INFO [thread 0], skch::main, Time spent sketching the reference : 0.00141419 sec
INFO [thread 0], skch::main, Time spent mapping fragments in query #1 : 0.00310046 sec
INFO [thread 0], skch::main, Time spent post mapping : 7.211e-06 sec
INFO [thread 0], skch::main, ready to exit the loop
INFO, skch::main, parallel_for execution finished
seq2.fa seq1.fa 99.9734 4   5

Note that ANI values are slightly different. This is expected (see #54).

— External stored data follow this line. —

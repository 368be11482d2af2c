use std::{path::PathBuf, time::Duration};

use serde::{Deserialize, Serialize};

/// Worker-wide Telegram settings. Per-actor credentials live in the actor
/// repository, not here.
#[derive(Debug, Clone, Serialize, Deserialize, PartialEq, Eq)]
#[serde(default)]
pub struct TelegramConfig {
    /// Bot API base URL, for self-hosted Bot API servers. Defaults to
    /// `https://api.telegram.org/`.
    #[serde(skip_serializing_if = "Option::is_none")]
    pub api_url: Option<String>,

    /// Maximum updates per `getUpdates` call (1..=100).
    pub poll_limit: u8,

    /// Long-poll wait in seconds.
    pub poll_timeout_secs: u32,

    /// HTTP client timeout in seconds. Must exceed `poll_timeout_secs` or
    /// every idle long poll is cut off client-side.
    pub request_timeout_secs: u64,

    /// Parent directory for per-transfer scratch directories. Defaults to
    /// the system temp dir.
    #[serde(skip_serializing_if = "Option::is_none")]
    pub scratch_dir: Option<PathBuf>,
}

impl TelegramConfig {
    #[must_use]
    pub fn request_timeout(&self) -> Duration {
        Duration::from_secs(self.request_timeout_secs)
    }

    #[must_use]
    pub fn scratch_dir(&self) -> PathBuf {
        self.scratch_dir.clone().unwrap_or_else(std::env::temp_dir)
    }
}

impl Default for TelegramConfig {
    fn default() -> Self {
        Self {
            api_url: None,
            poll_limit: 100,
            poll_timeout_secs: 30,
            request_timeout_secs: 45,
            scratch_dir: None,
        }
    }
}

cjain7 commented 4 years ago

Oops I didn't see that you are turning up the default --minFraction

The difference comes from the fact that shared genome length (e.g., 3 vs. 4 fragments) differs slightly in both cases. Again, this is due to asymmetry in FastANI, order of two genomes can lead to small differences. One solution could be to generate output in .matrix format using --matrix parameter. That would give you consistent results.

wwood commented 4 years ago

OK, thanks, makes sense. I can rescue it by turning the fragLength to 1000bp, for instance.